Exercise brief: Give the number of lines in the material below that contain the word "migrate". No other content is needed.

Data for this task:

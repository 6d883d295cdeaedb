//! Reference mechanisms with known behaviour.
//!
//! Each constructor returns a [`Scenario`]: a built mechanism together with
//! the drive sequence and initial guess it is meant to be solved with.

use std::f64::consts::{FRAC_PI_2, FRAC_PI_4, TAU};

use linkage_solver::{
    DriveInput, InitialGuess, LoopContext, Mechanism, SolverConfig, Style, TimeStepDriver,
    Trajectory, VectorElement,
};

use crate::helpers::{linspace, HarnessError};

/// A mechanism ready to be driven.
#[derive(Debug)]
pub struct Scenario {
    pub name: &'static str,
    pub mechanism: Mechanism,
    pub drive: DriveInput,
    pub guess: InitialGuess,
}

impl Scenario {
    /// Solve with the default solver configuration.
    pub fn run(&self) -> Result<Trajectory, HarnessError> {
        self.run_with(SolverConfig::default())
    }

    pub fn run_with(&self, config: SolverConfig) -> Result<Trajectory, HarnessError> {
        Ok(TimeStepDriver::new(&self.mechanism, config).run(&self.drive, &self.guess)?)
    }

    /// Replace the drive sequence, keeping mechanism and guess.
    pub fn with_drive(mut self, drive: DriveInput) -> Self {
        self.drive = drive;
        self
    }
}

// ── Rotating link ───────────────────────────────────────────────────────────

/// A unit link turning about the origin at `omega` rad/s over one revolution.
///
/// The link end is followed by a dotted element whose free magnitude and angle
/// are the unknowns, so the expected motion is `(cos ωt, sin ωt)`.
pub fn rotating_link(start: f64, omega: f64, samples: usize) -> Result<Scenario, HarnessError> {
    let mut b = Mechanism::builder();
    let [o, a] = b.joints(["O", "A"]);
    let link = b.vector(VectorElement::new("a", o, a).magnitude(1.0));
    let tracer = b.vector(VectorElement::new("s", o, a).style(Style::Dotted));
    b.origin(o);
    let mechanism = b
        .build(move |ctx: &LoopContext<'_>, x: &[f64], drive: f64| {
            vec![ctx.eval(link, &[drive]) - ctx.eval(tracer, &[x[0], x[1]])]
        })?;

    let period = TAU / omega.abs().max(f64::EPSILON);
    Ok(Scenario {
        name: "rotating link",
        mechanism,
        drive: DriveInput::constant_speed(start, omega, &linspace(0.0, period, samples)),
        guess: InitialGuess::position_only(vec![1.0, start]),
    })
}

// ── Slider-crank ────────────────────────────────────────────────────────────

/// In-line slider-crank: crank `O→A`, connecting rod `A→B`, slider `O→B`
/// along the x axis. Unknowns are the rod angle and the slider position.
pub fn slider_crank(crank: f64, rod: f64, samples: usize) -> Result<Scenario, HarnessError> {
    let mut b = Mechanism::builder();
    let [o, a, s] = b.joints(["O", "A", "B"]);
    let crank_v = b.vector(VectorElement::new("a", o, a).magnitude(crank));
    let rod_v = b.vector(VectorElement::new("b", a, s).magnitude(rod));
    let slide = b.vector(VectorElement::new("c", o, s).angle(0.0).style(Style::Ground));
    b.origin(o);
    let mechanism = b
        .build(move |ctx: &LoopContext<'_>, x: &[f64], drive: f64| {
            vec![ctx.eval(crank_v, &[drive]) + ctx.eval(rod_v, &[x[0]]) - ctx.eval(slide, &[x[1]])]
        })?;

    Ok(Scenario {
        name: "slider-crank",
        mechanism,
        drive: DriveInput::constant_speed(0.0, 1.0, &linspace(0.0, TAU, samples)),
        guess: InitialGuess::position_only(vec![0.0, crank + rod]),
    })
}

/// Slider-crank with crank and rod of equal length, stopped at top dead
/// centre where the slider direction is lost.
pub fn singular_slider_crank() -> Result<Scenario, HarnessError> {
    let scenario = slider_crank(1.0, 1.0, 2)?;
    Ok(Scenario {
        name: "singular slider-crank",
        drive: DriveInput::constant_speed(FRAC_PI_2, 1.0, &[0.0]),
        guess: InitialGuess::position_only(vec![-FRAC_PI_2, 0.0]),
        ..scenario
    })
}

// ── Unreachable loop ────────────────────────────────────────────────────────

/// Two unit links asked to reach a point five units away.
pub fn unreachable_loop() -> Result<Scenario, HarnessError> {
    let mut b = Mechanism::builder();
    let [o, a, t] = b.joints(["O", "A", "B"]);
    let first = b.vector(VectorElement::new("a", o, a).magnitude(1.0));
    let second = b.vector(VectorElement::new("b", a, t).magnitude(1.0));
    let target = b.vector(
        VectorElement::new("g", o, t)
            .magnitude(5.0)
            .angle(0.0)
            .style(Style::Dotted),
    );
    b.origin(o);
    let mechanism = b
        .build(move |ctx: &LoopContext<'_>, x: &[f64], _: f64| {
            vec![ctx.eval(first, &[x[0]]) + ctx.eval(second, &[x[1]]) - ctx.eval(target, &[])]
        })?;

    Ok(Scenario {
        name: "unreachable loop",
        mechanism,
        drive: DriveInput::constant_speed(0.0, 1.0, &[0.0, 0.1]),
        guess: InitialGuess::position_only(vec![0.3, -0.3]),
    })
}

// ── Four-bar ────────────────────────────────────────────────────────────────

/// Crank-rocker four-bar: ground 6, crank 2, coupler 7, rocker 9.
pub fn four_bar(samples: usize) -> Result<Scenario, HarnessError> {
    let mut b = Mechanism::builder();
    let [o, a, c, d] = b.joints(["O", "A", "B", "D"]);
    let ground = b.vector(
        VectorElement::new("ground", o, d)
            .magnitude(6.0)
            .angle(0.0)
            .style(Style::Ground),
    );
    let crank = b.vector(VectorElement::new("a", o, a).magnitude(2.0));
    let coupler = b.vector(VectorElement::new("b", a, c).magnitude(7.0));
    let rocker = b.vector(VectorElement::new("c", d, c).magnitude(9.0));
    b.origin(o);
    let mechanism = b
        .build(move |ctx: &LoopContext<'_>, x: &[f64], drive: f64| {
            vec![
                ctx.eval(crank, &[drive]) + ctx.eval(coupler, &[x[0]])
                    - ctx.eval(rocker, &[x[1]])
                    - ctx.eval(ground, &[]),
            ]
        })?;

    Ok(Scenario {
        name: "four-bar",
        mechanism,
        drive: DriveInput::constant_speed(0.0, 1.0, &linspace(0.0, TAU, samples)),
        guess: InitialGuess::position_only(vec![1.86, 2.30]),
    })
}

// ── Whitworth quick-return ──────────────────────────────────────────────────

/// Whitworth quick-return: a 2.5 crank about `A` slides a block along the
/// slotted arm `O→D`; link `C→D` pushes the ram `C` along the line through
/// `Q`. The crank turns once every five seconds.
///
/// `B` (the sliding block) and `D` (arm tip) are solved but excluded from
/// output. The arm angle is shared between `b`, `c` and `h`.
pub fn whitworth(samples: usize) -> Result<Scenario, HarnessError> {
    let mut m = Mechanism::builder();
    let [o, a, c, q] = m.joints(["O", "A", "C", "Q"]);
    let d = m.excluded_joint("D");
    let b = m.excluded_joint("B");

    let crank = m.vector(VectorElement::new("a", a, b).magnitude(2.5));
    let arm_lower = m.vector(VectorElement::new("b", o, b));
    let arm_upper = m.vector(VectorElement::new("c", b, c));
    let ram = m.vector(VectorElement::new("d", q, c).angle(0.0).style(Style::Ground));
    let to_ram_line = m.vector(
        VectorElement::new("e", a, q)
            .magnitude(6.5)
            .angle(FRAC_PI_2)
            .style(Style::Dotted),
    );
    let to_pivot = m.vector(
        VectorElement::new("f", a, o)
            .magnitude(3.25)
            .angle(-FRAC_PI_2)
            .style(Style::Dotted),
    );
    let link = m.vector(VectorElement::new("g", c, d).hidden());
    let arm = m.vector(VectorElement::new("h", o, d).magnitude(16.0));
    m.origin(o);

    let mechanism = m
        .build(move |ctx: &LoopContext<'_>, x: &[f64], drive: f64| {
            vec![
                ctx.eval(ram, &[x[3]]) - ctx.eval(arm_upper, &[x[2], x[0]]) - ctx.eval(crank, &[drive])
                    + ctx.eval(to_ram_line, &[]),
                ctx.eval(crank, &[drive]) - ctx.eval(arm_lower, &[x[1], x[0]]) - ctx.eval(to_pivot, &[]),
                ctx.eval(arm, &[x[0]])
                    - ctx.eval(link, &[x[4], x[5]])
                    - ctx.eval(arm_upper, &[x[2], x[0]])
                    - ctx.eval(arm_lower, &[x[1], x[0]]),
            ]
        })?;

    let times = linspace(0.0, 5.0, samples);
    Ok(Scenario {
        name: "whitworth quick-return",
        mechanism,
        drive: DriveInput::constant_speed(0.0, TAU / 5.0, &times),
        guess: InitialGuess::position_only(vec![FRAC_PI_4, 3.0, 6.0, 6.0, 6.0, 0.12]),
    })
}
//! Meteorological reporting-day resolution.
//!
//! A source published under token `D` covers 12:00 UTC on `D` through
//! 11:59:59 UTC on `D + 1`. Every row carried by that source belongs to
//! reporting day `D`, whatever its own clock time says.

use std::fmt;
use std::str::FromStr;

use chrono::{DateTime, Duration, NaiveDate, NaiveTime, TimeZone, Utc};
use serde::{de, Deserialize, Deserializer, Serialize, Serializer};
use thiserror::Error;

/// UTC hour at which a reporting window opens.
pub const WINDOW_OPEN_HOUR: u32 = 12;

#[derive(Debug, Clone, PartialEq, Eq, Error)]
pub enum TokenError {
    #[error("source token must be six digits (YYMMDD), got {0:?}")]
    Format(String),
    #[error("source token {0:?} is not a calendar date")]
    InvalidDate(String),
}

#[derive(Debug, Clone, PartialEq, Eq, Error)]
pub enum TimeError {
    #[error("report time must be four digits (HHMM), got {0:?}")]
    Format(String),
    #[error("report time {0:?} is outside 0000-2359")]
    OutOfRange(String),
}

/// Date token embedded in a source feed's name (`YYMMDD`).
///
/// Kept distinct from [`NaiveDate`] so a token is never mistaken for a
/// wall-clock calendar day elsewhere in the system.
#[derive(Debug, Clone, Copy, PartialEq, Eq, PartialOrd, Ord, Hash)]
pub struct SourceToken(NaiveDate);

impl SourceToken {
    pub fn for_report_date(date: NaiveDate) -> Self {
        Self(date)
    }

    pub fn parse(token: &str) -> Result<Self, TokenError> {
        let token = token.trim();
        if token.len() != 6 || !token.bytes().all(|b| b.is_ascii_digit()) {
            return Err(TokenError::Format(token.to_string()));
        }
        NaiveDate::parse_from_str(token, "%y%m%d")
            .map(Self)
            .map_err(|_| TokenError::InvalidDate(token.to_string()))
    }

    /// The reporting day every row of this source resolves to.
    pub fn report_date(&self) -> NaiveDate {
        self.0
    }

    pub fn window_open(&self) -> DateTime<Utc> {
        let open = self
            .0
            .and_hms_opt(WINDOW_OPEN_HOUR, 0, 0)
            .expect("12:00:00 is a valid time");
        Utc.from_utc_datetime(&open)
    }

    /// Last instant (inclusive) covered by this source.
    pub fn window_close(&self) -> DateTime<Utc> {
        self.window_open() + Duration::days(1) - Duration::seconds(1)
    }

    pub fn window_contains(&self, instant: DateTime<Utc>) -> bool {
        instant >= self.window_open() && instant <= self.window_close()
    }
}

impl fmt::Display for SourceToken {
    fn fmt(&self, f: &mut fmt::Formatter<'_>) -> fmt::Result {
        write!(f, "{}", self.0.format("%y%m%d"))
    }
}

impl FromStr for SourceToken {
    type Err = TokenError;

    fn from_str(s: &str) -> Result<Self, Self::Err> {
        Self::parse(s)
    }
}

impl Serialize for SourceToken {
    fn serialize<S: Serializer>(&self, serializer: S) -> Result<S::Ok, S::Error> {
        serializer.collect_str(self)
    }
}

impl<'de> Deserialize<'de> for SourceToken {
    fn deserialize<D: Deserializer<'de>>(deserializer: D) -> Result<Self, D::Error> {
        let raw = String::deserialize(deserializer)?;
        Self::parse(&raw).map_err(de::Error::custom)
    }
}

/// Clock time of an event as published (`HHMM`, UTC).
#[derive(Debug, Clone, Copy, PartialEq, Eq, PartialOrd, Ord, Hash)]
pub struct ReportTime {
    hour: u8,
    minute: u8,
}

impl ReportTime {
    pub fn parse(raw: &str) -> Result<Self, TimeError> {
        let raw = raw.trim();
        if raw.len() != 4 || !raw.bytes().all(|b| b.is_ascii_digit()) {
            return Err(TimeError::Format(raw.to_string()));
        }
        let hour: u8 = raw[..2].parse().map_err(|_| TimeError::Format(raw.to_string()))?;
        let minute: u8 = raw[2..].parse().map_err(|_| TimeError::Format(raw.to_string()))?;
        if hour > 23 || minute > 59 {
            return Err(TimeError::OutOfRange(raw.to_string()));
        }
        Ok(Self { hour, minute })
    }

    pub fn hour(&self) -> u8 {
        self.hour
    }

    pub fn minute(&self) -> u8 {
        self.minute
    }

    pub fn as_naive_time(&self) -> NaiveTime {
        NaiveTime::from_hms_opt(self.hour.into(), self.minute.into(), 0)
            .expect("hour and minute validated on construction")
    }

    /// True for times published after midnight that belong to the previous
    /// calendar day's window.
    pub fn wraps_past_midnight(&self) -> bool {
        u32::from(self.hour) < WINDOW_OPEN_HOUR
    }
}

impl fmt::Display for ReportTime {
    fn fmt(&self, f: &mut fmt::Formatter<'_>) -> fmt::Result {
        write!(f, "{:02}{:02}", self.hour, self.minute)
    }
}

impl Serialize for ReportTime {
    fn serialize<S: Serializer>(&self, serializer: S) -> Result<S::Ok, S::Error> {
        serializer.collect_str(self)
    }
}

impl<'de> Deserialize<'de> for ReportTime {
    fn deserialize<D: Deserializer<'de>>(deserializer: D) -> Result<Self, D::Error> {
        let raw = String::deserialize(deserializer)?;
        Self::parse(&raw).map_err(de::Error::custom)
    }
}

/// Resolves the reporting day for a row carried by `token`.
///
/// The row's time is only sanity-checked; it never moves the row to an
/// adjacent day.
pub fn resolve_report_date(token: SourceToken, time_utc: &str) -> Result<NaiveDate, TimeError> {
    ReportTime::parse(time_utc)?;
    Ok(token.report_date())
}

/// UTC instant at which an event in `token`'s window occurred.
pub fn event_instant(token: SourceToken, time: ReportTime) -> DateTime<Utc> {
    let day = if time.wraps_past_midnight() {
        token.report_date() + Duration::days(1)
    } else {
        token.report_date()
    };
    Utc.from_utc_datetime(&day.and_time(time.as_naive_time()))
}
use std::collections::{BTreeMap, HashSet};

use async_trait::async_trait;
use chrono::{DateTime, NaiveDate, Utc};
use haily_core::{Magnitude, MatchStatus, ReportKind, ReportTime, SourceToken, StormReport, VerificationResult};
use sqlx::postgres::{PgPoolOptions, PgRow};
use sqlx::types::Json;
use sqlx::{PgPool, Postgres, Row, Transaction};
use tracing::{debug, info};

use super::{
    IngestionLogEntry, OperationKind, OperationRecord, ReplaceOutcome, ReportStore, StoreError,
};

const INSERT_REPORT_SQL: &str = r#"
    INSERT INTO storm_reports (
        report_date, report_type, time_utc, magnitude, location, county, state,
        latitude, longitude, narrative, source_row, content_fingerprint,
        source_token, ingested_at
    )
    VALUES ($1, $2, $3, $4, $5, $6, $7, $8, $9, $10, $11, $12, $13, $14)
    ON CONFLICT (report_date, content_fingerprint) DO NOTHING
"#;

/// Postgres-backed store. Schema lives in `migrations/`.
#[derive(Debug, Clone)]
pub struct PgReportStore {
    pool: PgPool,
}

impl PgReportStore {
    pub fn new(pool: PgPool) -> Self {
        Self { pool }
    }

    pub async fn connect(database_url: &str) -> Result<Self, StoreError> {
        let pool = PgPoolOptions::new()
            .max_connections(10)
            .connect(database_url)
            .await?;
        Ok(Self::new(pool))
    }

    pub fn pool(&self) -> &PgPool {
        &self.pool
    }

    pub async fn migrate(&self) -> Result<(), StoreError> {
        sqlx::migrate!("../../migrations").run(&self.pool).await?;
        info!("database migrations applied");
        Ok(())
    }
}

fn to_i64(value: u64) -> i64 {
    i64::try_from(value).unwrap_or(i64::MAX)
}

fn to_u64(value: i64) -> u64 {
    u64::try_from(value).unwrap_or(0)
}

async fn insert_rows(
    tx: &mut Transaction<'_, Postgres>,
    reports: &[StormReport],
) -> Result<u64, StoreError> {
    let mut inserted = 0u64;
    for report in reports {
        let result = sqlx::query(INSERT_REPORT_SQL)
            .bind(report.report_date)
            .bind(report.kind().as_str())
            .bind(report.time_utc.to_string())
            .bind(Json(&report.magnitude))
            .bind(&report.location)
            .bind(&report.county)
            .bind(&report.state)
            .bind(report.latitude)
            .bind(report.longitude)
            .bind(&report.narrative)
            .bind(&report.source_row)
            .bind(&report.content_fingerprint)
            .bind(report.source_token.to_string())
            .bind(report.ingested_at)
            .execute(&mut **tx)
            .await?;
        inserted += result.rows_affected();
    }
    Ok(inserted)
}

fn check_dates(date: NaiveDate, reports: &[StormReport]) -> Result<(), StoreError> {
    match reports.iter().find(|r| r.report_date != date) {
        Some(stray) => Err(StoreError::Corrupt(format!(
            "report dated {} staged for {date}",
            stray.report_date
        ))),
        None => Ok(()),
    }
}

fn report_from_row(row: &PgRow) -> Result<StormReport, StoreError> {
    let time_utc: String = row.try_get("time_utc")?;
    let token: String = row.try_get("source_token")?;
    let Json(magnitude): Json<Magnitude> = row.try_get("magnitude")?;
    Ok(StormReport {
        report_date: row.try_get("report_date")?,
        time_utc: ReportTime::parse(&time_utc)
            .map_err(|e| StoreError::Corrupt(format!("time_utc {time_utc:?}: {e}")))?,
        magnitude,
        location: row.try_get("location")?,
        county: row.try_get("county")?,
        state: row.try_get("state")?,
        latitude: row.try_get("latitude")?,
        longitude: row.try_get("longitude")?,
        narrative: row.try_get("narrative")?,
        source_row: row.try_get("source_row")?,
        content_fingerprint: row.try_get("content_fingerprint")?,
        source_token: SourceToken::parse(&token)
            .map_err(|e| StoreError::Corrupt(format!("source_token {token:?}: {e}")))?,
        ingested_at: row.try_get("ingested_at")?,
    })
}

fn verification_from_row(row: &PgRow) -> Result<VerificationResult, StoreError> {
    let status: String = row.try_get("match_status")?;
    let live: Option<i64> = row.try_get("spc_live_count")?;
    Ok(VerificationResult {
        date: row.try_get("report_date")?,
        hailydb_count: to_u64(row.try_get("hailydb_count")?),
        spc_live_count: live.map(to_u64),
        match_status: status.parse::<MatchStatus>().map_err(StoreError::Corrupt)?,
        last_checked_at: row.try_get("last_checked_at")?,
        last_error: row.try_get("last_error")?,
    })
}

fn operation_from_row(row: &PgRow) -> Result<OperationRecord, StoreError> {
    let kind: String = row.try_get("operation_type")?;
    let trigger: String = row.try_get("trigger_method")?;
    Ok(OperationRecord {
        id: row.try_get("id")?,
        kind: kind.parse().map_err(StoreError::Corrupt)?,
        trigger: trigger.parse().map_err(StoreError::Corrupt)?,
        report_date: row.try_get("report_date")?,
        started_at: row.try_get("started_at")?,
        completed_at: row.try_get("completed_at")?,
        success: row.try_get("success")?,
        records_processed: to_u64(row.try_get("records_processed")?),
        records_new: to_u64(row.try_get("records_new")?),
        error_message: row.try_get("error_message")?,
    })
}

#[async_trait]
impl ReportStore for PgReportStore {
    async fn count_reports(&self, date: NaiveDate) -> Result<u64, StoreError> {
        let count: i64 = sqlx::query_scalar("SELECT COUNT(*) FROM storm_reports WHERE report_date = $1")
            .bind(date)
            .fetch_one(&self.pool)
            .await?;
        Ok(to_u64(count))
    }

    async fn reports_for_date(&self, date: NaiveDate) -> Result<Vec<StormReport>, StoreError> {
        let rows = sqlx::query(
            r#"
            SELECT report_date, time_utc, magnitude, location, county, state, latitude,
                   longitude, narrative, source_row, content_fingerprint, source_token, ingested_at
            FROM storm_reports
            WHERE report_date = $1
            ORDER BY id
            "#,
        )
        .bind(date)
        .fetch_all(&self.pool)
        .await?;
        let mut reports = rows.iter().map(report_from_row).collect::<Result<Vec<_>, _>>()?;
        reports.sort_by_key(|r| r.event_at());
        Ok(reports)
    }

    async fn fingerprints_for_date(&self, date: NaiveDate) -> Result<HashSet<String>, StoreError> {
        let rows: Vec<String> = sqlx::query_scalar(
            "SELECT content_fingerprint FROM storm_reports WHERE report_date = $1",
        )
        .bind(date)
        .fetch_all(&self.pool)
        .await?;
        Ok(rows.into_iter().collect())
    }

    async fn insert_new(&self, date: NaiveDate, reports: &[StormReport]) -> Result<u64, StoreError> {
        check_dates(date, reports)?;
        let mut tx = self.pool.begin().await?;
        let inserted = insert_rows(&mut tx, reports).await?;
        tx.commit().await?;
        debug!(%date, inserted, "inserted new storm reports");
        Ok(inserted)
    }

    async fn replace_reports(
        &self,
        date: NaiveDate,
        reports: &[StormReport],
    ) -> Result<ReplaceOutcome, StoreError> {
        check_dates(date, reports)?;
        // Dropping `tx` on an early return rolls the delete back.
        let mut tx = self.pool.begin().await?;
        let deleted = sqlx::query("DELETE FROM storm_reports WHERE report_date = $1")
            .bind(date)
            .execute(&mut *tx)
            .await?
            .rows_affected();
        let inserted = insert_rows(&mut tx, reports).await?;
        tx.commit().await?;
        Ok(ReplaceOutcome { deleted, inserted })
    }

    async fn report_counts_by_kind(&self) -> Result<BTreeMap<ReportKind, u64>, StoreError> {
        let rows = sqlx::query(
            "SELECT report_type, COUNT(*) AS total FROM storm_reports GROUP BY report_type",
        )
        .fetch_all(&self.pool)
        .await?;
        let mut counts: BTreeMap<ReportKind, u64> =
            ReportKind::ALL.into_iter().map(|k| (k, 0)).collect();
        for row in rows {
            let kind: String = row.try_get("report_type")?;
            let total: i64 = row.try_get("total")?;
            let kind = kind.parse::<ReportKind>().map_err(StoreError::Corrupt)?;
            counts.insert(kind, to_u64(total));
        }
        Ok(counts)
    }

    async fn load_verification(&self, date: NaiveDate) -> Result<Option<VerificationResult>, StoreError> {
        let row = sqlx::query(
            r#"
            SELECT report_date, hailydb_count, spc_live_count, match_status, last_checked_at, last_error
            FROM verification_results
            WHERE report_date = $1
            "#,
        )
        .bind(date)
        .fetch_optional(&self.pool)
        .await?;
        row.as_ref().map(verification_from_row).transpose()
    }

    async fn upsert_verification(&self, result: &VerificationResult) -> Result<(), StoreError> {
        sqlx::query(
            r#"
            INSERT INTO verification_results (
                report_date, hailydb_count, spc_live_count, match_status, last_checked_at, last_error
            )
            VALUES ($1, $2, $3, $4, $5, $6)
            ON CONFLICT (report_date) DO UPDATE SET
                hailydb_count = EXCLUDED.hailydb_count,
                spc_live_count = EXCLUDED.spc_live_count,
                match_status = EXCLUDED.match_status,
                last_checked_at = EXCLUDED.last_checked_at,
                last_error = EXCLUDED.last_error
            "#,
        )
        .bind(result.date)
        .bind(to_i64(result.hailydb_count))
        .bind(result.spc_live_count.map(to_i64))
        .bind(result.match_status.as_str())
        .bind(result.last_checked_at)
        .bind(&result.last_error)
        .execute(&self.pool)
        .await?;
        Ok(())
    }

    async fn verifications_between(
        &self,
        start: NaiveDate,
        end: NaiveDate,
    ) -> Result<Vec<VerificationResult>, StoreError> {
        let rows = sqlx::query(
            r#"
            SELECT report_date, hailydb_count, spc_live_count, match_status, last_checked_at, last_error
            FROM verification_results
            WHERE report_date BETWEEN $1 AND $2
            ORDER BY report_date
            "#,
        )
        .bind(start)
        .bind(end)
        .fetch_all(&self.pool)
        .await?;
        rows.iter().map(verification_from_row).collect()
    }

    async fn record_ingestion(&self, entry: &IngestionLogEntry) -> Result<(), StoreError> {
        sqlx::query(
            r#"
            INSERT INTO ingestion_log (
                id, report_date, url_attempted, started_at, completed_at, success,
                tornado_reports, wind_reports, hail_reports, inserted, skipped,
                parse_errors, error_message
            )
            VALUES ($1, $2, $3, $4, $5, $6, $7, $8, $9, $10, $11, $12, $13)
            "#,
        )
        .bind(entry.id)
        .bind(entry.report_date)
        .bind(&entry.url_attempted)
        .bind(entry.started_at)
        .bind(entry.completed_at)
        .bind(entry.success)
        .bind(to_i64(entry.tornado_reports))
        .bind(to_i64(entry.wind_reports))
        .bind(to_i64(entry.hail_reports))
        .bind(to_i64(entry.inserted))
        .bind(to_i64(entry.skipped))
        .bind(to_i64(entry.parse_errors))
        .bind(&entry.error_message)
        .execute(&self.pool)
        .await?;
        Ok(())
    }

    async fn last_successful_ingestion(
        &self,
        date: NaiveDate,
    ) -> Result<Option<DateTime<Utc>>, StoreError> {
        let latest: Option<DateTime<Utc>> = sqlx::query_scalar(
            "SELECT MAX(completed_at) FROM ingestion_log WHERE report_date = $1 AND success",
        )
        .bind(date)
        .fetch_one(&self.pool)
        .await?;
        Ok(latest)
    }

    async fn record_operation(&self, record: &OperationRecord) -> Result<(), StoreError> {
        sqlx::query(
            r#"
            INSERT INTO operation_log (
                id, operation_type, trigger_method, report_date, started_at, completed_at,
                success, records_processed, records_new, error_message
            )
            VALUES ($1, $2, $3, $4, $5, $6, $7, $8, $9, $10)
            "#,
        )
        .bind(record.id)
        .bind(record.kind.as_str())
        .bind(record.trigger.as_str())
        .bind(record.report_date)
        .bind(record.started_at)
        .bind(record.completed_at)
        .bind(record.success)
        .bind(to_i64(record.records_processed))
        .bind(to_i64(record.records_new))
        .bind(&record.error_message)
        .execute(&self.pool)
        .await?;
        Ok(())
    }

    async fn operations_since(&self, since: DateTime<Utc>) -> Result<Vec<OperationRecord>, StoreError> {
        let rows = sqlx::query(
            r#"
            SELECT id, operation_type, trigger_method, report_date, started_at, completed_at,
                   success, records_processed, records_new, error_message
            FROM operation_log
            WHERE started_at >= $1
            ORDER BY started_at DESC
            "#,
        )
        .bind(since)
        .fetch_all(&self.pool)
        .await?;
        rows.iter().map(operation_from_row).collect()
    }

    async fn last_success_by_kind(&self) -> Result<BTreeMap<OperationKind, DateTime<Utc>>, StoreError> {
        let rows = sqlx::query(
            r#"
            SELECT operation_type, MAX(completed_at) AS latest
            FROM operation_log
            WHERE success
            GROUP BY operation_type
            "#,
        )
        .fetch_all(&self.pool)
        .await?;
        let mut latest = BTreeMap::new();
        for row in rows {
            let kind: String = row.try_get("operation_type")?;
            let at: DateTime<Utc> = row.try_get("latest")?;
            latest.insert(kind.parse::<OperationKind>().map_err(StoreError::Corrupt)?, at);
        }
        Ok(latest)
    }

    async fn prune_operations(&self, before: DateTime<Utc>) -> Result<u64, StoreError> {
        let deleted = sqlx::query("DELETE FROM operation_log WHERE started_at < $1")
            .bind(before)
            .execute(&self.pool)
            .await?
            .rows_affected();
        Ok(deleted)
    }
}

Written solution: 2